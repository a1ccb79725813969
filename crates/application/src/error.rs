//! Application error types

use thiserror::Error;
use userflow_domain::DomainError;

use crate::ports::HttpClientError;

/// Application-level errors.
#[derive(Debug, Error)]
pub enum ApplicationError {
    /// A domain validation error occurred.
    #[error("domain error: {0}")]
    Domain(#[from] DomainError),

    /// An HTTP request failed.
    #[error("HTTP error: {0}")]
    Http(#[from] HttpClientError),
}

/// Result type alias for application operations.
pub type ApplicationResult<T> = Result<T, ApplicationError>;
//! Assertion evaluation against HTTP responses.

mod runner;

pub use runner::TestRunner;
//! Userflow Infrastructure - Adapters and implementations
//!
//! This crate provides concrete implementations of the ports
//! defined in the application layer, plus environment configuration.

pub mod adapters;
pub mod config;

pub use adapters::ReqwestHttpClient;
pub use config::{ConfigError, Settings, load_settings, load_settings_from};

=====

**Instructions for the task:** From the line that contains "#[derive(Debug, Error)]" down to the last line of the material above, copy every line word for word, both ends included.

**Solved exercise:**
#[derive(Debug, Error)]
pub enum ApplicationError {
    /// A domain validation error occurred.
    #[error("domain error: {0}")]
    Domain(#[from] DomainError),

    /// An HTTP request failed.
    #[error("HTTP error: {0}")]
    Http(#[from] HttpClientError),
}

/// Result type alias for application operations.
pub type ApplicationResult<T> = Result<T, ApplicationError>;
//! Assertion evaluation against HTTP responses.

mod runner;

pub use runner::TestRunner;
//! Userflow Infrastructure - Adapters and implementations
//!
//! This crate provides concrete implementations of the ports
//! defined in the application layer, plus environment configuration.

pub mod adapters;
pub mod config;

pub use adapters::ReqwestHttpClient;
pub use config::{ConfigError, Settings, load_settings, load_settings_from};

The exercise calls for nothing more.